Input material:

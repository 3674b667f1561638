// # ddnsu - DDNSU daemon and command line
//
// This binary is a THIN integration layer: all reconciliation logic lives
// in ddnsu-core. It is responsible for:
// 1. Parsing the command line
// 2. Initializing logging and the runtime
// 3. Registering providers and building the one selected by `target`
// 4. Running the engine until a shutdown signal (or once, for one-shot commands)
//
// ## Commands
//
// - `start`: run a pass now, then every `updateFrequency` milliseconds
// - `once`:  run a single pass and exit
// - `purge`: delete every DDNSU-tagged record on every configured provider and exit
// - `check`: validate the configuration file without touching the network
//
// ## Environment
//
// - `DDNSU_CONFIG`: configuration file path (default `./ddnsu.toml`)
// - `DDNSU_LOG_LEVEL`: trace, debug, info, warn, error (default info)
// - `CLOUDFLARE_AUTH_TOKEN` / `VERCEL_AUTH_TOKEN`: override file tokens
//
// ## Example
//
// ```bash
// export CLOUDFLARE_AUTH_TOKEN=your_token
// ddnsu --config /etc/ddnsu/ddnsu.toml start
// ```

use anyhow::Result;
use clap::{Parser, Subcommand};
use ddnsu_core::config::DdnsuConfig;
use ddnsu_core::traits::ConfigStore;
use ddnsu_core::{DdnsuEngine, EngineEvent, FileConfigStore, IpResolver, ProviderRegistry};
use std::path::PathBuf;
use std::process::ExitCode;
use tokio::sync::{mpsc, oneshot};
use tracing::{Level, debug, error, info, warn};
use tracing_subscriber::FmtSubscriber;

#[cfg(unix)]
use tokio::signal::unix::{SignalKind, signal};

/// Exit codes for different termination scenarios
///
/// These codes follow systemd conventions:
/// - 0: Clean shutdown
/// - 1: Configuration or startup error
/// - 2: Runtime error
#[derive(Debug, Clone, Copy, PartialEq, Eq)]
enum DdnsuExitCode {
    /// Clean shutdown (normal exit)
    CleanShutdown = 0,
    /// Configuration error or startup failure
    ConfigError = 1,
    /// Runtime error
    RuntimeError = 2,
}

impl From<DdnsuExitCode> for ExitCode {
    fn from(code: DdnsuExitCode) -> Self {
        ExitCode::from(code as u8)
    }
}

impl DdnsuExitCode {
    fn for_error(err: &ddnsu_core::Error) -> Self {
        match err {
            ddnsu_core::Error::Config(_) | ddnsu_core::Error::Authentication(_) => Self::ConfigError,
            _ => Self::RuntimeError,
        }
    }
}

/// Keep DNS records pointed at this machine's public address
#[derive(Debug, Parser)]
#[command(name = "ddnsu", version, about)]
struct Cli {
    /// Configuration file
    #[arg(long, short, env = "DDNSU_CONFIG", default_value = "ddnsu.toml")]
    config: PathBuf,

    #[command(subcommand)]
    command: Command,
}

#[derive(Debug, Clone, Copy, PartialEq, Eq, Subcommand)]
enum Command {
    /// Run passes on the configured interval until interrupted
    Start,
    /// Run a single pass and exit
    Once,
    /// Delete every DDNSU-managed record and exit
    Purge,
    /// Validate the configuration without network access
    Check,
}

fn log_level_from_env() -> Result<Level> {
    let raw = std::env::var("DDNSU_LOG_LEVEL").unwrap_or_else(|_| "info".to_string());
    match raw.to_lowercase().as_str() {
        "trace" => Ok(Level::TRACE),
        "debug" => Ok(Level::DEBUG),
        "info" => Ok(Level::INFO),
        "warn" => Ok(Level::WARN),
        "error" => Ok(Level::ERROR),
        _ => anyhow::bail!(
            "DDNSU_LOG_LEVEL '{}' is not valid. \
            Valid levels: trace, debug, info, warn, error",
            raw
        ),
    }
}

fn main() -> ExitCode {
    let cli = Cli::parse();

    let log_level = match log_level_from_env() {
        Ok(level) => level,
        Err(e) => {
            eprintln!("Configuration error: {}", e);
            return DdnsuExitCode::ConfigError.into();
        }
    };

    let subscriber = FmtSubscriber::builder().with_max_level(log_level).finish();
    if let Err(e) = tracing::subscriber::set_global_default(subscriber) {
        eprintln!("Failed to set tracing subscriber: {}", e);
        return DdnsuExitCode::ConfigError.into();
    }

    let rt = match tokio::runtime::Builder::new_multi_thread()
        .enable_all()
        .build()
    {
        Ok(runtime) => runtime,
        Err(e) => {
            error!("Failed to create tokio runtime: {}", e);
            return DdnsuExitCode::RuntimeError.into();
        }
    };

    rt.block_on(run(cli)).into()
}

async fn run(cli: Cli) -> DdnsuExitCode {
    let store = FileConfigStore::new(&cli.config);

    let config = match load_valid_config(&store).await {
        Ok(config) => config,
        Err(e) => {
            error!("Configuration error in {}: {}", cli.config.display(), e);
            return DdnsuExitCode::ConfigError;
        }
    };

    if cli.command == Command::Check {
        print_summary(&cli.config, &config);
        return DdnsuExitCode::CleanShutdown;
    }

    let (engine, events) = match build_engine(store, &config) {
        Ok(parts) => parts,
        Err(e) => {
            error!("Startup error: {}", e);
            return DdnsuExitCode::for_error(&e);
        }
    };
    let event_log = tokio::spawn(log_events(events));

    let code = match cli.command {
        Command::Start => run_daemon(&engine, config.update_frequency).await,
        Command::Once => match engine.run_once().await {
            Ok(report) => {
                if !report.is_clean() {
                    warn!("Pass completed with failures; the next pass will retry them");
                }
                DdnsuExitCode::CleanShutdown
            }
            Err(e) => DdnsuExitCode::for_error(&e),
        },
        Command::Purge => match engine.purge_all().await {
            Ok(report) if report.is_clean() => DdnsuExitCode::CleanShutdown,
            Ok(report) => {
                error!(
                    "Purge incomplete: {} failure(s), {} domain(s) skipped",
                    report.failure_count(),
                    report.skipped.len()
                );
                DdnsuExitCode::RuntimeError
            }
            Err(e) => {
                error!("Purge failed: {}", e);
                DdnsuExitCode::for_error(&e)
            }
        },
        Command::Check => DdnsuExitCode::CleanShutdown,
    };

    drop(engine);
    let _ = event_log.await;
    code
}

async fn load_valid_config(store: &FileConfigStore) -> ddnsu_core::Result<DdnsuConfig> {
    let config = store.load().await?;
    config.validate()?;
    // Fails here, before any network activity, when no token resolves.
    config.provider_config()?;
    Ok(config)
}

/// Register the built-in providers and build the engine for `config`
fn build_engine(
    store: FileConfigStore,
    config: &DdnsuConfig,
) -> ddnsu_core::Result<(DdnsuEngine, mpsc::Receiver<EngineEvent>)> {
    let registry = ProviderRegistry::new();

    #[cfg(feature = "cloudflare")]
    ddnsu_provider_cloudflare::register(&registry);

    #[cfg(feature = "vercel")]
    ddnsu_provider_vercel::register(&registry);

    debug!("Registered providers: {:?}", registry.list_providers());

    let provider_config = config.provider_config()?;
    info!("Using {:?}", provider_config);
    let provider = registry.create_provider(&provider_config)?;

    let sources = ddnsu_ip_http::sources_from(&config.additional_ip_providers);
    info!("Resolving public IP from {} endpoint(s)", sources.len());

    let (mut engine, events) = DdnsuEngine::new(IpResolver::new(sources), provider, Box::new(store));

    for target in config.inactive_targets() {
        match config
            .provider_config_for(target)
            .and_then(|inactive| registry.create_provider(&inactive))
        {
            Ok(inactive) => {
                info!(
                    "Purging {} domain(s) on {} too when rebuilding",
                    config.domains_for(target).len(),
                    target
                );
                engine = engine.with_purge_provider(inactive);
            }
            Err(e) => warn!("{} records will not be purged: {}", target, e),
        }
    }

    Ok((engine, events))
}

/// Run the scheduler until SIGTERM/SIGINT
async fn run_daemon(engine: &DdnsuEngine, interval_ms: u64) -> DdnsuExitCode {
    let (shutdown_tx, shutdown_rx) = oneshot::channel();

    let signals = tokio::spawn(async move {
        match wait_for_shutdown().await {
            Ok(signal) => info!("Received shutdown signal: {}", signal),
            Err(e) => error!("Shutdown error: {}", e),
        }
        let _ = shutdown_tx.send(());
    });

    info!("Starting ddnsu daemon");
    let result = engine.run_with_shutdown(interval_ms, Some(shutdown_rx)).await;
    signals.abort();

    match result {
        Ok(()) => {
            info!("Shutting down daemon");
            DdnsuExitCode::CleanShutdown
        }
        Err(e) => {
            error!("Daemon error: {}", e);
            DdnsuExitCode::for_error(&e)
        }
    }
}

async fn log_events(mut events: mpsc::Receiver<EngineEvent>) {
    while let Some(event) = events.recv().await {
        debug!("Engine event: {:?}", event);
    }
}

fn print_summary(path: &std::path::Path, config: &DdnsuConfig) {
    println!("Configuration OK: {}", path.display());
    println!("  target:     {}", config.target.as_deref().unwrap_or_default());
    println!("  interval:   {}ms", config.update_frequency);
    if let Ok(domains) = config.domain_targets() {
        println!("  domains:    {}", domains.join(", "));
    }
    for target in config.inactive_targets() {
        println!(
            "  purge-only: {} ({})",
            target,
            config.domains_for(target).join(", ")
        );
    }
    println!(
        "  endpoints:  {} default + {} additional",
        ddnsu_ip_http::DEFAULT_ENDPOINTS.len(),
        config.additional_ip_providers.len()
    );
    println!("  records:");
    for record in &config.records {
        let name = if record.is_apex() { "(apex)" } else { record.name.as_str() };
        println!(
            "    {:<6} {:<24} ttl={:<6} {}",
            record.record_type.as_str(),
            name,
            record.ttl,
            record.tag()
        );
    }
    match &config.past {
        Some(past) if !past.is_empty() => println!("  committed:  {}", past),
        _ => println!("  committed:  (none, next pass is a first run)"),
    }
}

/// Wait for shutdown signals (SIGTERM, SIGINT)
///
/// # Returns
///
/// Returns the name of the signal received.
#[cfg(unix)]
async fn wait_for_shutdown() -> Result<&'static str> {
    let mut sigterm = signal(SignalKind::terminate())
        .map_err(|e| anyhow::anyhow!("Failed to setup SIGTERM handler: {}", e))?;
    let mut sigint = signal(SignalKind::interrupt())
        .map_err(|e| anyhow::anyhow!("Failed to setup SIGINT handler: {}", e))?;

    Ok(tokio::select! {
        _ = sigterm.recv() => "SIGTERM",
        _ = sigint.recv() => "SIGINT",
    })
}

/// Wait for shutdown signals (SIGINT only)
///
/// Fallback implementation for non-Unix platforms.
#[cfg(not(unix))]
async fn wait_for_shutdown() -> Result<&'static str> {
    tokio::signal::ctrl_c()
        .await
        .map_err(|e| anyhow::anyhow!("Failed to wait for CTRL-C: {}", e))?;
    Ok("SIGINT")
}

Task item: From the line containing "Some(past) if !past.is_empty()" to the last line of the listing, write everything out exactly. Nothing outside that stretch belongs.

Reply to the task:
        Some(past) if !past.is_empty() => println!("  committed:  {}", past),
        _ => println!("  committed:  (none, next pass is a first run)"),
    }
}

/// Wait for shutdown signals (SIGTERM, SIGINT)
///
/// # Returns
///
/// Returns the name of the signal received.
#[cfg(unix)]
async fn wait_for_shutdown() -> Result<&'static str> {
    let mut sigterm = signal(SignalKind::terminate())
        .map_err(|e| anyhow::anyhow!("Failed to setup SIGTERM handler: {}", e))?;
    let mut sigint = signal(SignalKind::interrupt())
        .map_err(|e| anyhow::anyhow!("Failed to setup SIGINT handler: {}", e))?;

    Ok(tokio::select! {
        _ = sigterm.recv() => "SIGTERM",
        _ = sigint.recv() => "SIGINT",
    })
}

/// Wait for shutdown signals (SIGINT only)
///
/// Fallback implementation for non-Unix platforms.
#[cfg(not(unix))]
async fn wait_for_shutdown() -> Result<&'static str> {
    tokio::signal::ctrl_c()
        .await
        .map_err(|e| anyhow::anyhow!("Failed to wait for CTRL-C: {}", e))?;
    Ok("SIGINT")
}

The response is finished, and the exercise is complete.